Ambitious plans: Terracon CEO Ramesh Madav (right) uses the GPS device in a tree census. Kedar Bhat / Mint
So while the census could show there were, say, 50 gulmohar trees on Peddar Road, there was no way to map the specifics. “When there is (infrastructure) development in cities, someone gets permission to fell two trees and even if they chop a hundred, it can’t be tracked,” rues Madav, who founded Terracon Ecotech Pvt. Ltd four months ago to address the issue by providing precise and accurate data.
This time around, Terracon’s botanists will be out on the field with equipment that can determine the exact location of a tree using global positioning system, or GPS, a satellite-based technology typically used in vehicle navigation and location-based information search. Each unit, costing around Rs85,000, records the latitude and longitude of a tree, achieving an accuracy of within 5m. In addition, the botanists will record other details such as the height, canopy and condition of each tree in digital format, all of which will be transferred to a master information system that will plot the data on maps. This will make it easier to audit data and regulate illegal or irregular tree felling.
Terracon claims it is the first in the country to deploy such sophisticated tools to count trees. The company has signed a contract with Thane’s municipal corporation to conduct a tree census for the district over the next few months.
Talking about the importance of a tree census, Madav explains, “Creating an inventory (not only) helps track changes easily, it (also) helps people understand the trees in their city better and make them more environmentally conscious.” The last tree census in Mumbai, which took around a year and was completed in December, showed 336 species of trees in the city, including two rudraksha trees, which are considered sacred by Hindus. It also showed the woeful inadequacy of foliage in most parts of the city. Ideally, a place should have two trees for every three people, says the company. In the popular Colaba area, Terracon’s data show this ratio to be as low as one tree for every 21 persons.
Madav, who ran the Environment and Biotechnology Foundation, a non-governmental organization, prior to starting Terracon, is an evangelist of the census. In 2002, he discovered that the Maharashtra (Urban Areas) Preservation of Trees Act, 1975, required all municipal corporations to conduct a tree census in their respective areas once every five years. He spent a lot of time pointing out the clause to local authorities across Maharashtra, and has conducted eight censuses in places such as Mumbai, Nashik and Kalyan. “In some cities, I have approached the commissioner who didn’t even know such a census had to be done,” he says.
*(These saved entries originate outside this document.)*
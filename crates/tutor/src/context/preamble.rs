//! Fixed prompt text: the tutor persona and the problem section.

use zerotohire_core::problem::ActiveProblemRef;

use crate::context::token::truncate_chars;

/// Longest problem title rendered into a prompt, in characters.
pub const MAX_TITLE_CHARS: usize = 120;

/// Label used for student turns in the rendered transcript.
pub const STUDENT_LABEL: &str = "Student";

/// The instructional preamble. Never truncated.
pub fn preamble(tutor_name: &str) -> String {
    format!(
        "\
You are {tutor_name}, an expert coding tutor specializing in LeetCode-style interview problems. Your name is {tutor_name}.
The user is the student. Never refer to the student as '{tutor_name}'.
Guide the student to a solution with hints and questions that foster discovery. If they explicitly give up or ask for the answer, give the solution with an explanation and code.
Summarize key constraints (input size, edge cases) and guide the student to consider time and space complexity.
Encourage algorithmic patterns (two pointers, sliding window, dynamic programming, greedy) when relevant.

COMMUNICATION STYLE:
- Be direct, honest, and natural. If something is unclear, ask for clarification.
- Keep an encouraging tone, especially when the student is frustrated, and celebrate small wins.
- Keep responses concise. Ask ONE clear question at a time.
- Do not repeat the same question or idea within one response.

TUTORING APPROACH:
- Let the student work through the problem, giving hints only when they are stuck.
- If the student is stuck or gives up, switch to concrete examples or simpler analogies.
- Briefly answer off-topic questions, then steer back to the current problem.
- If the student wants a different problem, tell them they can ask for one by topic (for example \"give me a graph problem\").

OUTPUT FORMAT:
- Reply with {tutor_name}'s next message only. Do not write lines for the student.
- Put code in fenced code blocks with a language tag.
- No stage directions, no narration of your own thinking.

NEVER DO:
- Overuse conceptual questions when the student needs concrete examples.
- Refuse to help when the student explicitly gives up.
- Solve a different problem than the current one."
    )
}

/// The problem section: the active problem, or an instruction to pick one.
pub fn problem_section(active: Option<&ActiveProblemRef>) -> String {
    match active {
        Some(problem) => format!(
            "CURRENT PROBLEM: {}\nDifficulty: {}\nFocus all tutoring efforts on helping the student solve THIS specific problem.",
            clamp_title(&problem.title),
            problem.difficulty
        ),
        None => "No problem is currently loaded. Encourage the student to pick a problem to work on, either at random or by topic (arrays, trees, dynamic programming, ...).".to_string(),
    }
}

/// Single-line title of at most [`MAX_TITLE_CHARS`] characters.
pub fn clamp_title(title: &str) -> String {
    let one_line = title.split_whitespace().collect::<Vec<_>>().join(" ");
    let clamped = truncate_chars(&one_line, MAX_TITLE_CHARS);
    if clamped.len() < one_line.len() {
        format!("{}…", truncate_chars(clamped, MAX_TITLE_CHARS - 1))
    } else {
        one_line
    }
}

/// The fenced block carrying the student's current code.
pub fn code_section(code: &str) -> String {
    format!("STUDENT'S CURRENT CODE:\n```\n{}\n```", code.trim_end())
}

/// The trailing generation cue.
pub fn cue(tutor_name: &str) -> String {
    format!("{tutor_name}:")
}
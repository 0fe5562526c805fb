//! Context assembly: turns a session snapshot into a bounded prompt.

pub mod assembler;
pub mod preamble;
pub mod token;

pub use assembler::{AssembledPrompt, AssemblyError, AssemblyMetadata, ContextAssembler, PromptBudget};
pub use token::estimate_tokens;
//! Interactive menu
//!
//! A numbered menu over any line-oriented input and output, so the same loop
//! serves a terminal and tests. Each action prompts for its arguments and
//! runs one engine operation. A rejected operation prints the error and
//! prompts again; a blank answer cancels back to the menu. Storage failures
//! end the action but not the menu.

use crate::cli::output::{
    deposit_message, describe_account, describe_record, transfer_message, withdrawal_message,
};
use crate::core::engine::TransactionEngine;
use crate::core::traits::{HistoryStore, LedgerStore};
use crate::types::{AccountId, BankError, KindFilter, Role};
use rust_decimal::Decimal;
use std::fmt::Display;
use std::io::{self, BufRead, Write};
use std::str::FromStr;

const OPTIONS: [&str; 6] = [
    "Deposit",
    "Withdraw",
    "Transfer",
    "View accounts",
    "Transaction history",
    "Quit",
];

/// Menu loop state over an input and an output stream
pub struct Menu<R: BufRead, W: Write> {
    input: R,
    output: W,
    eof: bool,
}

impl<R: BufRead, W: Write> Menu<R, W> {
    pub fn new(input: R, output: W) -> Self {
        Menu {
            input,
            output,
            eof: false,
        }
    }

    /// Give back the output stream, e.g. to inspect what was written
    pub fn into_output(self) -> W {
        self.output
    }

    /// Run until the user quits or the input ends
    pub fn run<L: LedgerStore, H: HistoryStore>(&mut self, engine: &mut TransactionEngine<L, H>) -> io::Result<()> {
        let actor = engine.actor();
        writeln!(self.output, "Welcome, {} {}", actor.role, actor.id)?;

        while !self.eof {
            self.print_options()?;
            let Some(choice) = self.read_line()? else {
                break;
            };

            match choice.as_str() {
                "1" => self.deposit(engine)?,
                "2" => self.withdraw(engine)?,
                "3" => self.transfer(engine)?,
                "4" => self.view_accounts(engine)?,
                "5" => self.history(engine)?,
                "6" | "q" | "quit" => break,
                "" => {}
                other => writeln!(self.output, "Unknown option '{}'", other)?,
            }
        }

        writeln!(self.output, "Goodbye")?;
        self.output.flush()
    }

    fn print_options(&mut self) -> io::Result<()> {
        writeln!(self.output)?;
        for (index, option) in OPTIONS.iter().enumerate() {
            writeln!(self.output, "{}) {}", index + 1, option)?;
        }
        write!(self.output, "Choose an option: ")?;
        self.output.flush()
    }

    /// Next trimmed input line, `None` once the input is exhausted
    fn read_line(&mut self) -> io::Result<Option<String>> {
        let mut line = String::new();
        if self.input.read_line(&mut line)? == 0 {
            self.eof = true;
            return Ok(None);
        }
        Ok(Some(line.trim().to_string()))
    }

    /// Prompt until the answer parses; `None` if the user cancels
    fn ask<T>(&mut self, label: &str) -> io::Result<Option<T>>
    where
        T: FromStr,
        T::Err: Display,
    {
        loop {
            write!(self.output, "{}: ", label)?;
            self.output.flush()?;

            let Some(answer) = self.read_line()? else {
                return Ok(None);
            };
            if answer.is_empty() {
                return Ok(None);
            }
            match answer.parse::<T>() {
                Ok(value) => return Ok(Some(value)),
                Err(e) => writeln!(self.output, "Invalid input: {}. Leave blank to cancel.", e)?,
            }
        }
    }

    /// Repeat an action while it fails with a recoverable error
    ///
    /// `step` returns `None` when the user cancelled.
    fn retry<F>(&mut self, mut step: F) -> io::Result<()>
    where
        F: FnMut(&mut Self) -> io::Result<Option<Result<String, BankError>>>,
    {
        loop {
            match step(self)? {
                None => return Ok(()),
                Some(Ok(message)) => {
                    writeln!(self.output, "{}", message)?;
                    return Ok(());
                }
                Some(Err(e)) => {
                    writeln!(self.output, "Error: {}", e)?;
                    if !e.is_recoverable() || self.eof {
                        return Ok(());
                    }
                    writeln!(self.output, "Please try again, or leave blank to cancel.")?;
                }
            }
        }
    }

    fn deposit<L: LedgerStore, H: HistoryStore>(&mut self, engine: &mut TransactionEngine<L, H>) -> io::Result<()> {
        self.retry(|menu| {
            let Some(account) = menu.ask::<AccountId>("Account ID")? else {
                return Ok(None);
            };
            let Some(amount) = menu.ask::<Decimal>("Amount to deposit")? else {
                return Ok(None);
            };
            Ok(Some(
                engine
                    .deposit(account, amount)
                    .map(|account| deposit_message(&account, amount)),
            ))
        })
    }

    fn withdraw<L: LedgerStore, H: HistoryStore>(&mut self, engine: &mut TransactionEngine<L, H>) -> io::Result<()> {
        self.retry(|menu| {
            let Some(account) = menu.ask::<AccountId>("Account ID")? else {
                return Ok(None);
            };
            let Some(amount) = menu.ask::<Decimal>("Amount to withdraw")? else {
                return Ok(None);
            };
            Ok(Some(
                engine
                    .withdraw(account, amount)
                    .map(|receipt| withdrawal_message(&receipt)),
            ))
        })
    }

    fn transfer<L: LedgerStore, H: HistoryStore>(&mut self, engine: &mut TransactionEngine<L, H>) -> io::Result<()> {
        self.retry(|menu| {
            let Some(from) = menu.ask::<AccountId>("From account ID")? else {
                return Ok(None);
            };
            let Some(to) = menu.ask::<AccountId>("To account ID")? else {
                return Ok(None);
            };
            let Some(amount) = menu.ask::<Decimal>("Amount to transfer")? else {
                return Ok(None);
            };
            Ok(Some(
                engine
                    .transfer(from, to, amount)
                    .map(|receipt| transfer_message(&receipt, amount)),
            ))
        })
    }

    fn view_accounts<L: LedgerStore, H: HistoryStore>(&mut self, engine: &TransactionEngine<L, H>) -> io::Result<()> {
        let actor = engine.actor();
        let accounts = match actor.role {
            Role::Banker => engine.all_accounts(),
            Role::Customer => engine.accounts_for(actor.id),
        };

        match accounts {
            Ok(accounts) if accounts.is_empty() => writeln!(self.output, "No accounts found"),
            Ok(accounts) => {
                for account in &accounts {
                    writeln!(self.output, "{}", describe_account(account))?;
                }
                Ok(())
            }
            Err(e) => writeln!(self.output, "Error: {}", e),
        }
    }

    fn history<L: LedgerStore, H: HistoryStore>(&mut self, engine: &TransactionEngine<L, H>) -> io::Result<()> {
        self.retry(|menu| {
            let Some(account) = menu.ask::<AccountId>("Account ID")? else {
                return Ok(None);
            };
            let Some(filter) =
                menu.ask::<KindFilter>("Transaction type (deposit, withdraw, transfer, all)")?
            else {
                return Ok(None);
            };

            Ok(Some(engine.history(account, filter).map(|records| {
                if records.is_empty() {
                    return format!("No {} transactions for account {}", filter, account);
                }
                records
                    .iter()
                    .map(describe_record)
                    .collect::<Vec<_>>()
                    .join("\n")
            })))
        })
    }
}
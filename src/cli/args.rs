use crate::types::{AccountId, AccountKind, Actor, CardTier, CustomerId, KindFilter, Role};
use clap::{Parser, Subcommand};
use rust_decimal::Decimal;
use std::path::PathBuf;

/// Operate branch bank accounts: deposits, withdrawals, transfers
#[derive(Parser, Debug)]
#[command(name = "bank-engine")]
#[command(about = "Operate branch bank accounts: deposits, withdrawals, transfers", long_about = None)]
pub struct CliArgs {
    /// Optional TOML configuration file
    #[arg(long = "config", value_name = "FILE", help = "Path to a TOML configuration file")]
    pub config: Option<PathBuf>,

    /// Directory holding the data files, overrides the configuration
    #[arg(
        long = "data-dir",
        value_name = "DIR",
        help = "Directory holding accounts.txt, transaction_history.txt and users.txt"
    )]
    pub data_dir: Option<PathBuf>,

    /// Customer ID (CPR) of the acting user
    #[arg(long = "actor", value_name = "ID", help = "CPR number of the acting user")]
    pub actor: CustomerId,

    /// Role the acting user signs in with
    #[arg(
        long = "role",
        value_name = "ROLE",
        default_value = "customer",
        help = "Role of the acting user: 'customer' or 'banker'"
    )]
    pub role: Role,

    /// Command to run; the interactive menu when omitted
    #[command(subcommand)]
    pub command: Option<Command>,
}

/// One-shot commands
#[derive(Subcommand, Debug, Clone, PartialEq)]
pub enum Command {
    /// Deposit into an account
    Deposit { account: AccountId, amount: Decimal },

    /// Withdraw from an account
    Withdraw { account: AccountId, amount: Decimal },

    /// Transfer between two accounts
    Transfer {
        from: AccountId,
        to: AccountId,
        amount: Decimal,
    },

    /// List accounts (all accounts for bankers unless --customer is given)
    Accounts {
        #[arg(long = "customer", value_name = "ID")]
        customer: Option<CustomerId>,
    },

    /// Show the transaction history of an account
    History {
        account: AccountId,
        #[arg(long = "kind", value_name = "KIND", default_value = "all")]
        kind: KindFilter,
    },

    /// Open a new account with a debit card
    Open {
        customer: CustomerId,
        kind: AccountKind,
        tier: CardTier,
    },

    /// Compare ledger balances with the transaction history
    Audit,

    /// Interactive menu
    Menu,
}

impl CliArgs {
    pub fn actor(&self) -> Actor {
        Actor {
            id: self.actor,
            role: self.role,
        }
    }

    /// The command to run, defaulting to the interactive menu
    pub fn command(&self) -> Command {
        self.command.clone().unwrap_or(Command::Menu)
    }
}

#[cfg(test)]
mod tests {
    use super::*;
    use crate::types::TransactionKind;
    use rstest::rstest;

    #[rstest]
    #[case::default_role(&["program", "--actor", "11111111"], Role::Customer)]
    #[case::banker(&["program", "--actor", "99999999", "--role", "banker"], Role::Banker)]
    fn test_actor_parsing(#[case] args: &[&str], #[case] expected: Role) {
        let parsed = CliArgs::try_parse_from(args).unwrap();
        assert_eq!(parsed.actor().role, expected);
        assert_eq!(parsed.command(), Command::Menu);
    }

    #[rstest]
    #[case::deposit(
        &["program", "--actor", "1", "deposit", "100001", "100.50"],
        Command::Deposit { account: 100001, amount: Decimal::new(10050, 2) }
    )]
    #[case::withdraw(
        &["program", "--actor", "1", "withdraw", "100001", "150"],
        Command::Withdraw { account: 100001, amount: Decimal::from(150) }
    )]
    #[case::transfer(
        &["program", "--actor", "1", "transfer", "100001", "100002", "40"],
        Command::Transfer { from: 100001, to: 100002, amount: Decimal::from(40) }
    )]
    #[case::accounts(
        &["program", "--actor", "1", "accounts", "--customer", "22222222"],
        Command::Accounts { customer: Some(22222222) }
    )]
    #[case::history_default_kind(
        &["program", "--actor", "1", "history", "100001"],
        Command::History { account: 100001, kind: KindFilter::All }
    )]
    #[case::history_kind(
        &["program", "--actor", "1", "history", "100001", "--kind", "withdraw"],
        Command::History { account: 100001, kind: KindFilter::Only(TransactionKind::Withdraw) }
    )]
    #[case::open(
        &["program", "--actor", "1", "--role", "banker", "open", "22222222", "savings", "platinum"],
        Command::Open { customer: 22222222, kind: AccountKind::Savings, tier: CardTier::Platinum }
    )]
    #[case::audit(&["program", "--actor", "1", "audit"], Command::Audit)]
    fn test_command_parsing(#[case] args: &[&str], #[case] expected: Command) {
        let parsed = CliArgs::try_parse_from(args).unwrap();
        assert_eq!(parsed.command(), expected);
    }

    #[test]
    fn test_global_options() {
        let parsed = CliArgs::try_parse_from([
            "program",
            "--config",
            "bank.toml",
            "--data-dir",
            "/tmp/bank",
            "--actor",
            "1",
            "audit",
        ])
        .unwrap();
        assert_eq!(parsed.config, Some(PathBuf::from("bank.toml")));
        assert_eq!(parsed.data_dir, Some(PathBuf::from("/tmp/bank")));
    }

    // Error handling tests
    #[rstest]
    #[case::missing_actor(&["program"])]
    #[case::invalid_role(&["program", "--actor", "1", "--role", "teller"])]
    #[case::invalid_amount(&["program", "--actor", "1", "deposit", "100001", "lots"])]
    #[case::invalid_kind(&["program", "--actor", "1", "history", "100001", "--kind", "refund"])]
    #[case::invalid_tier(&["program", "--actor", "1", "open", "1", "checking", "gold"])]
    fn test_parsing_errors(#[case] args: &[&str]) {
        let result = CliArgs::try_parse_from(args);
        assert!(result.is_err());
    }
}
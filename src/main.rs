//! Bank Engine CLI
//!
//! Command-line interface to the branch bank accounts.
//!
//! # Usage
//!
//! ```bash
//! bank-engine --actor 11111111                           # interactive menu
//! bank-engine --actor 11111111 deposit 100001 250
//! bank-engine --actor 11111111 transfer 100001 100002 40
//! bank-engine --actor 99999999 --role banker accounts > accounts.csv
//! bank-engine --config bank.toml --actor 99999999 --role banker audit
//! ```
//!
//! Diagnostics go to stderr and are filtered with `RUST_LOG`
//! (default `bank_engine=info`).
//!
//! # Exit Codes
//!
//! - 0: Success
//! - 1: Error (bad configuration, unknown actor, rejected operation, etc.)

use bank_engine::cli::{self, Command, Menu};
use bank_engine::{BankError, EngineConfig, FileEngine};
use std::process;
use tracing_subscriber::layer::SubscriberExt;
use tracing_subscriber::util::SubscriberInitExt;
use tracing_subscriber::EnvFilter;

fn main() {
    tracing_subscriber::registry()
        .with(EnvFilter::try_from_default_env().unwrap_or_else(|_| "bank_engine=info".into()))
        .with(tracing_subscriber::fmt::layer().with_writer(std::io::stderr))
        .init();

    let args = cli::parse_args();

    let mut config = match EngineConfig::load(args.config.as_deref()) {
        Ok(config) => config,
        Err(e) => {
            eprintln!("Error: {}", e);
            process::exit(1);
        }
    };
    if let Some(dir) = &args.data_dir {
        config.data_dir = dir.clone();
    }

    let mut engine = match FileEngine::from_config(&config, args.actor()) {
        Ok(engine) => engine,
        Err(e) => {
            eprintln!("Error: {}", e);
            process::exit(1);
        }
    };

    let result = match args.command() {
        Command::Menu => {
            let stdin = std::io::stdin();
            let mut menu = Menu::new(stdin.lock(), std::io::stdout());
            menu.run(&mut engine).map_err(BankError::from)
        }
        command => cli::run_command(&mut engine, command, &mut std::io::stdout()),
    };

    if let Err(e) = result {
        eprintln!("Error: {}", e);
        process::exit(1);
    }
}
// CLI module
// Argument parsing, one-shot command dispatch and the interactive menu

mod args;
pub mod menu;
pub mod output;

pub use args::{CliArgs, Command};
pub use menu::Menu;

use crate::core::engine::TransactionEngine;
use crate::core::traits::{HistoryStore, LedgerStore};
use crate::types::{BankError, Role};
use clap::Parser;
use std::io::Write;

/// Parse command-line arguments using clap
///
/// If parsing fails (invalid arguments, missing `--actor`, or `--help`),
/// clap prints an error or the help text and exits the process.
pub fn parse_args() -> CliArgs {
    CliArgs::parse()
}

/// Run one non-interactive command, writing its result to `out`
///
/// Listings are written as CSV; single operations as one line of text.
/// `Command::Menu` is handled by the caller and is rejected here.
pub fn run_command<L: LedgerStore, H: HistoryStore>(
    engine: &mut TransactionEngine<L, H>,
    command: Command,
    out: &mut dyn Write,
) -> Result<(), BankError> {
    let actor = engine.actor();

    match command {
        Command::Deposit { account, amount } => {
            let account = engine.deposit(account, amount)?;
            writeln!(out, "{}", output::deposit_message(&account, amount))?;
        }
        Command::Withdraw { account, amount } => {
            let receipt = engine.withdraw(account, amount)?;
            writeln!(out, "{}", output::withdrawal_message(&receipt))?;
        }
        Command::Transfer { from, to, amount } => {
            let receipt = engine.transfer(from, to, amount)?;
            writeln!(out, "{}", output::transfer_message(&receipt, amount))?;
        }
        Command::Accounts { customer } => {
            let accounts = match (customer, actor.role) {
                (Some(customer), _) => engine.accounts_for(customer)?,
                (None, Role::Banker) => engine.all_accounts()?,
                (None, Role::Customer) => engine.accounts_for(actor.id)?,
            };
            output::write_accounts_csv(&accounts, out)?;
        }
        Command::History { account, kind } => {
            let records = engine.history(account, kind)?;
            output::write_history_csv(&records, out)?;
        }
        Command::Open {
            customer,
            kind,
            tier,
        } => {
            let account = engine.open_account(customer, kind, tier)?;
            writeln!(out, "{}", output::opened_message(&account))?;
        }
        Command::Audit => {
            let reports = match actor.role {
                Role::Banker => engine.audit_all()?,
                Role::Customer => engine
                    .accounts_for(actor.id)?
                    .iter()
                    .map(|account| engine.audit(account.id))
                    .collect::<Result<Vec<_>, _>>()?,
            };
            output::write_audit_csv(&reports, out)?;
        }
        Command::Menu => {
            return Err(BankError::invalid_argument(
                "the interactive menu cannot run as a one-shot command",
            ));
        }
    }

    Ok(())
}

#[cfg(test)]
mod tests {
    use super::*;
    use crate::core::history_store::MemoryHistory;
    use crate::core::identity::UserDirectory;
    use crate::core::ledger_store::MemoryLedger;
    use crate::types::{Account, AccountKind, Actor, CardTier, KindFilter};
    use rust_decimal::Decimal;

    fn engine(actor: Actor) -> TransactionEngine<MemoryLedger, MemoryHistory> {
        let identity = UserDirectory::new(
            actor,
            [
                (11111111, Role::Customer),
                (22222222, Role::Customer),
                (99999999, Role::Banker),
            ],
        )
        .unwrap();
        let ledger = MemoryLedger::with_accounts([
            Account::new(100001, 11111111, AccountKind::Checking, 510000001, CardTier::Standard),
            Account::new(100002, 22222222, AccountKind::Checking, 510000002, CardTier::Standard),
        ]);
        TransactionEngine::new(ledger, MemoryHistory::new(), identity)
    }

    fn run(engine: &mut TransactionEngine<MemoryLedger, MemoryHistory>, command: Command) -> Result<String, BankError> {
        let mut out = Vec::new();
        run_command(engine, command, &mut out)?;
        Ok(String::from_utf8(out).unwrap())
    }

    #[test]
    fn test_customer_lists_own_accounts() {
        let mut engine = engine(Actor::customer(11111111));
        let text = run(&mut engine, Command::Accounts { customer: None }).unwrap();
        assert_eq!(text.lines().count(), 2);
        assert!(text.contains("100001,11111111,checking"));
    }

    #[test]
    fn test_banker_lists_all_accounts() {
        let mut engine = engine(Actor::banker(99999999));
        let text = run(&mut engine, Command::Accounts { customer: None }).unwrap();
        assert_eq!(text.lines().count(), 3);
    }

    #[test]
    fn test_deposit_then_history() {
        let mut engine = engine(Actor::customer(11111111));
        let text = run(
            &mut engine,
            Command::Deposit {
                account: 100001,
                amount: Decimal::from(40),
            },
        )
        .unwrap();
        assert!(text.contains("New balance: $40.00"));

        let history = run(
            &mut engine,
            Command::History {
                account: 100001,
                kind: KindFilter::All,
            },
        )
        .unwrap();
        let lines: Vec<_> = history.lines().collect();
        assert_eq!(lines.len(), 2);
        assert!(lines[1].contains(",100001,deposit,40.00,,11111111"));
    }

    #[test]
    fn test_customer_cannot_list_other_customer() {
        let mut engine = engine(Actor::customer(11111111));
        let err = run(
            &mut engine,
            Command::Accounts {
                customer: Some(22222222),
            },
        )
        .unwrap_err();
        assert!(matches!(err, BankError::Unauthorized { .. }));
    }

    #[test]
    fn test_customer_audit_covers_own_accounts() {
        let mut engine = engine(Actor::customer(11111111));
        let text = run(&mut engine, Command::Audit).unwrap();
        let lines: Vec<_> = text.lines().collect();
        assert_eq!(lines.len(), 2);
        assert!(lines[1].starts_with("100001,0.00,0.00,0,0,0,true"));
    }

    #[test]
    fn test_menu_is_not_a_one_shot_command() {
        let mut engine = engine(Actor::customer(11111111));
        assert!(run(&mut engine, Command::Menu).is_err());
    }
}
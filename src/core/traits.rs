//! Core traits for the ledger, the transaction history and the engine's collaborators
//!
//! This module defines the trait abstractions that allow file-backed and
//! in-memory implementations to be used interchangeably by the engine.

use crate::types::{
    Account, AccountId, Actor, BankError, CustomerId, KindFilter, TransactionKind,
    TransactionRecord,
};
use chrono::{NaiveDate, NaiveDateTime};
use rust_decimal::Decimal;

/// Lazy, finite sequence of history records
///
/// Each query call starts a fresh pass over the history.
pub type RecordIter<'a> = Box<dyn Iterator<Item = Result<TransactionRecord, BankError>> + 'a>;

/// Trait for the canonical store of account records
///
/// The ledger exclusively owns balances. Every lookup returns a fresh copy;
/// callers never hold on to an account across operations.
pub trait LedgerStore {
    /// Find an account by ID
    ///
    /// Returns `BankError::AccountNotFound` if no record matches.
    fn find_account(&self, account_id: AccountId) -> Result<Account, BankError>;

    /// Replace the balance and overdraft counter of one account
    ///
    /// All other fields, and all other records, are preserved.
    /// Returns `BankError::AccountNotFound` if no record matches.
    fn update_balance(
        &mut self,
        account_id: AccountId,
        balance: Decimal,
        overdraft_count: u32,
    ) -> Result<(), BankError>;

    /// Accounts held by a customer, at most one per kind
    fn list_accounts_for_customer(&self, customer: CustomerId) -> Result<Vec<Account>, BankError>;

    /// Add a newly opened account
    fn insert_account(&mut self, account: Account) -> Result<(), BankError>;

    /// Every account in the ledger
    fn accounts(&self) -> Result<Vec<Account>, BankError>;

    /// Highest account ID in use, if any
    fn last_account_id(&self) -> Result<Option<AccountId>, BankError> {
        Ok(self.accounts()?.iter().map(|a| a.id).max())
    }
}

/// Trait for the append-only transaction history
///
/// Implementors provide storage; filtering and limit accounting are shared.
pub trait HistoryStore {
    /// Append one record; the only mutation
    fn append(&mut self, record: &TransactionRecord) -> Result<(), BankError>;

    /// Every record in append order
    fn records(&self) -> Result<RecordIter<'_>, BankError>;

    /// Records of one account, optionally narrowed to a single kind
    fn query_by_account_and_type(
        &self,
        account_id: AccountId,
        filter: KindFilter,
    ) -> Result<RecordIter<'_>, BankError> {
        Ok(Box::new(self.records()?.filter(move |result| match result {
            Ok(record) => record.account == account_id && filter.matches(record.kind),
            Err(_) => true,
        })))
    }

    /// Records of one account and kind on a calendar date
    fn query_by_account_type_and_date(
        &self,
        account_id: AccountId,
        filter: KindFilter,
        date: NaiveDate,
    ) -> Result<RecordIter<'_>, BankError> {
        Ok(Box::new(
            self.query_by_account_and_type(account_id, filter)?
                .filter(move |result| match result {
                    Ok(record) => record.date() == date,
                    Err(_) => true,
                }),
        ))
    }

    /// Total absolute amount moved by an account on a date
    ///
    /// For transfers only the outgoing (debit) legs count, and `own_account`
    /// narrows the sum to same-customer or cross-customer transfers. The flag
    /// is ignored for other kinds.
    fn sum_amount_for_date(
        &self,
        account_id: AccountId,
        kind: TransactionKind,
        date: NaiveDate,
        own_account: Option<bool>,
    ) -> Result<Decimal, BankError> {
        let mut total = Decimal::ZERO;

        for result in self.query_by_account_type_and_date(account_id, kind.into(), date)? {
            let record = result?;

            if kind == TransactionKind::Transfer {
                if !record.is_debit() {
                    continue;
                }
                if own_account.is_some_and(|own| own != record.is_own_account_transfer()) {
                    continue;
                }
            }

            total = total
                .checked_add(record.amount.abs())
                .ok_or_else(|| BankError::arithmetic_overflow("daily total", account_id))?;
        }

        Ok(total)
    }
}

/// Trait for the source of user identities
pub trait IdentityProvider {
    /// Whether a customer with this ID is registered
    fn owner_exists(&self, customer: CustomerId) -> Result<bool, BankError>;

    /// The authenticated user performing operations
    fn current_actor(&self) -> Actor;
}

/// Trait for the engine's time source
pub trait Clock {
    /// Current local date and time
    fn now(&self) -> NaiveDateTime;
}
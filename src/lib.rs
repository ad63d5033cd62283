//! Bank Engine Library
//! # Overview
//!
//! This library runs the accounts of a small branch bank: deposits,
//! withdrawals with an overdraft policy, and transfers between accounts,
//! kept in plain `;`-delimited data files.
//!
//! # Architecture
//!
//! The system is organized into several key components:
//!
//! - [`types`] - Core data types (Account, TransactionRecord, CardTier, etc.)
//! - [`cli`] - Argument parsing, one-shot commands and the interactive menu
//! - [`config`] - Layered configuration (defaults, TOML file, environment)
//! - [`core`] - Business logic components:
//!   - [`core::engine`] - Authorization, daily limits and money movement
//!   - [`core::ledger_store`] - Account balances
//!   - [`core::history_store`] - Append-only transaction history
//!   - [`core::overdraft`] - Overdraft fees and withdrawal locking
//!   - [`core::journal`] - Crash detection for two-account transfers
//! - [`io`] - The data file format and streaming row reader
//!
//! # Operations
//!
//! - **Deposit**: Credit an account; may clear the overdraft counter
//! - **Withdraw**: Debit an account, charging a fee when it goes negative
//!   and locking withdrawals after repeated overdrafts
//! - **Transfer**: Move funds between two accounts without overdrawing the
//!   source; recorded as a debit leg and a credit leg
//! - **Open account**: Issue an account number and a debit card
//! - **Audit**: Replay an account's history and compare with the ledger
//!
//! # Daily limits
//!
//! Each card tier caps the daily total of deposits, withdrawals, transfers
//! to the customer's own accounts and transfers to other customers. The
//! totals are computed from the history for the current calendar day.

// Module declarations
pub mod cli;
pub mod config;
pub mod core;
pub mod io;
pub mod types;

pub use crate::config::EngineConfig;
pub use crate::core::{FileEngine, TransactionEngine};
pub use types::{
    Account, AccountId, AccountKind, Actor, BankError, CardTier, CustomerId, KindFilter, Role,
    TransactionKind, TransactionRecord,
};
The company is currently building a proprietary software platform called Vruksha Sharad to map and analyse the tree data more effectively. It also wants to increase its current team of 60 field officers, each a qualified botanist, to around 200.
Terracon expects to complete its first GPS-driven tree count in Thane before the monsoon begins this year, and is in talks with the municipal corporations of Ahmedabad, Surat, Vadodara, Chennai and Bangalore for similar projects. In the long term, however, Madav has far more ambitious plans for the tree census. “If we can cover the top 50 cities over the next 10 years or so, we can have a master plan for the whole country.”